なお、「一朝にして〇〇した」と「一朝」のみで表す場合は、ポジティブな意味で使うこともあります。「一朝一夕」の使い方を例文で確認しましょう。
・万里の長城は【一朝一夕】では完成しない。
・難関な目標を達成することは、【一朝一夕】にはいかない。
・新たな言語を習得することは、【一朝一夕】の努力ではできない。
・この問題は【一朝一夕】で解決できるものではない。
・彼は【一朝】にして歌手としての名を知らしめた。
「一夕一朝」「一旦一夕」と言うこともある
「一朝一夕」の代わりとして、「一夕一朝」や「一旦一夕」を使うケースもあります。「一旦」は一朝と同じ役割をもつ言葉で、一日や一度、ひと朝という意味です。どちらも「一朝一夕」と同じ意味をもち、わずかな時間やほんの短い期間について述べる際に用いられます。

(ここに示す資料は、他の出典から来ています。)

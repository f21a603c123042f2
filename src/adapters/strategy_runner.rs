//! Binds a strategy to its host ports and dispatches scheduled hooks.

use crate::domain::error::FactorTraderError;
use crate::domain::hooks::{RebalanceReport, daily_rebalance, monthly_refresh};
use crate::domain::scoring::ScoringReport;
use crate::domain::strategy::{StrategyConfig, StrategyState};
use crate::ports::market_data_port::MarketDataPort;
use crate::ports::scheduler_port::{Hook, HookHandler};
use crate::ports::trading_port::TradingPort;
use chrono::NaiveDate;

pub struct StrategyRunner<'a> {
    config: StrategyConfig,
    state: StrategyState,
    data: &'a dyn MarketDataPort,
    trading: &'a mut dyn TradingPort,
    refreshes: Vec<(NaiveDate, ScoringReport)>,
    rebalances: Vec<RebalanceReport>,
}

impl<'a> StrategyRunner<'a> {
    pub fn new(
        config: StrategyConfig,
        data: &'a dyn MarketDataPort,
        trading: &'a mut dyn TradingPort,
    ) -> Self {
        let state = StrategyState::new(&config);
        StrategyRunner {
            config,
            state,
            data,
            trading,
            refreshes: Vec::new(),
            rebalances: Vec::new(),
        }
    }

    pub fn config(&self) -> &StrategyConfig {
        &self.config
    }

    pub fn state(&self) -> &StrategyState {
        &self.state
    }

    pub fn refreshes(&self) -> &[(NaiveDate, ScoringReport)] {
        &self.refreshes
    }

    pub fn rebalances(&self) -> &[RebalanceReport] {
        &self.rebalances
    }
}

impl HookHandler for StrategyRunner<'_> {
    fn on_hook(&mut self, hook: Hook, date: NaiveDate) -> Result<(), FactorTraderError> {
        match hook {
            Hook::Refresh => {
                let report = monthly_refresh(&self.config, &mut self.state, self.data, date)?;
                self.refreshes.push((date, report));
            }
            Hook::Rebalance => {
                self.trading.begin_session(date);
                let report =
                    daily_rebalance(&self.config, &self.state, self.data, &mut *self.trading, date)?;
                self.rebalances.push(report);
            }
        }
        Ok(())
    }
}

短い時間で成し遂げるのが難しいと伝える際は「一朝一夕」を使うのが基本ですが、言い換えのレパートリーとして、「一夕一朝」や「一旦一夕」も同じ使い方ができると覚えておきましょう。
「一朝一夕」の類義語と対義語
「一朝一夕」には、意味が似ている言葉や反対の意味をもつ表現が多数存在します。代表的な類義語・対義語には以下が挙げられます。
【類義語】
・迅速に
・たちどころに
・朝飯前
・お茶の子さいさい
【対義語】
・おいそれとはいかない
・ローマは一日にして成らず
「一朝一夕」の意味や使い方を理解したら、類義語や対義語の知識も身につけておきましょう。ここでは、それぞれの意味などを解説します。
類義語「迅速に」「朝飯前」など
「迅速に」は、行動や物事の進捗がスピーディーな様子を意味する言葉です。「迅速に対応する」といった形で使われることが多いです。

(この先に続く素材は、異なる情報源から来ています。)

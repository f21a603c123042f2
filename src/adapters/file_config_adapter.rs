//! INI file configuration adapter.

use crate::domain::error::FactorTraderError;
use crate::ports::config_port::ConfigPort;
use configparser::ini::Ini;
use std::path::Path;

pub struct FileConfigAdapter {
    config: Ini,
}

impl FileConfigAdapter {
    pub fn from_file<P: AsRef<Path>>(path: P) -> Result<Self, FactorTraderError> {
        let path = path.as_ref();
        let mut config = Ini::new();
        config
            .load(path)
            .map_err(|reason| FactorTraderError::ConfigParse {
                file: path.display().to_string(),
                reason,
            })?;
        Ok(Self { config })
    }

    pub fn from_string(content: &str) -> Result<Self, FactorTraderError> {
        let mut config = Ini::new();
        config
            .read(content.to_string())
            .map_err(|reason| FactorTraderError::ConfigParse {
                file: "<string>".to_string(),
                reason,
            })?;
        Ok(Self { config })
    }

    fn parse_bool(value: &str) -> Option<bool> {
        match value.trim().to_lowercase().as_str() {
            "true" | "yes" | "on" | "1" => Some(true),
            "false" | "no" | "off" | "0" => Some(false),
            _ => None,
        }
    }
}

impl ConfigPort for FileConfigAdapter {
    fn get_string(&self, section: &str, key: &str) -> Option<String> {
        self.config.get(section, key)
    }

    fn get_int(&self, section: &str, key: &str, default: i64) -> i64 {
        self.config
            .getint(section, key)
            .ok()
            .flatten()
            .unwrap_or(default)
    }

    fn get_double(&self, section: &str, key: &str, default: f64) -> f64 {
        self.config
            .getfloat(section, key)
            .ok()
            .flatten()
            .unwrap_or(default)
    }

    fn get_bool(&self, section: &str, key: &str, default: bool) -> bool {
        self.config
            .get(section, key)
            .as_ref()
            .and_then(|v| Self::parse_bool(v))
            .unwrap_or(default)
    }
}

「たちどころに」は、すぐに実現するようなことについて述べる際に用いられます。わずかな時間を指す表現ですが、「一朝一夕」のようにネガティブなニュアンスで使われるわけではありません。
「朝飯前」や「お茶の子さいさい」は、簡単にできることを意味する表現です。「〇〇するなど朝飯前だ」「その作業は、彼にとってはお茶の子さいさいだ」といった形で使われます。
対義語「おいそれとはいかない」など
「おいそれとはいかない」の意味は、簡単には応じないことです。そもそも「おいそれと」には「言いなりになる・簡単に了承する」という意味があり、否定の言葉をともなうことで簡単には引き受けないというニュアンスに変化します。
「ローマは一日にして成らず」は慣用表現の一つです。「一朝一夕」が短い時間を表すのに対し、長きにわたって努力しなければ成し遂げられないことを意味します。
まとめ
「一朝一夕」は時間の長さを表す四字熟語で、短い時間や期間という意味です。中国の書物に由来することから、音読みで「いっちょういっせき」と読みます。

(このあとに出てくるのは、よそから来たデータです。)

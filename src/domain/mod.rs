//! Core domain types and logic.

pub mod calendar;
pub mod config_validation;
pub mod error;
pub mod factor;
pub mod hooks;
pub mod indicator;
pub mod ohlcv;
pub mod scoring;
pub mod strategy;
pub mod trend_filter;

「一朝一夕」を使う際は、後ろに打ち消しの表現をプラスし、否定的なニュアンスで用いるのが基本です。似ている言葉に「一長一短」がありますが、「一長一短」は人や物事の長所・短所を表す言葉です。「一朝一夕」とは意味がまったく異なるため、誤用しないように注意しましょう。
「一朝一夕」の使い方や例文を理解し、適切な場面で使ってみてください。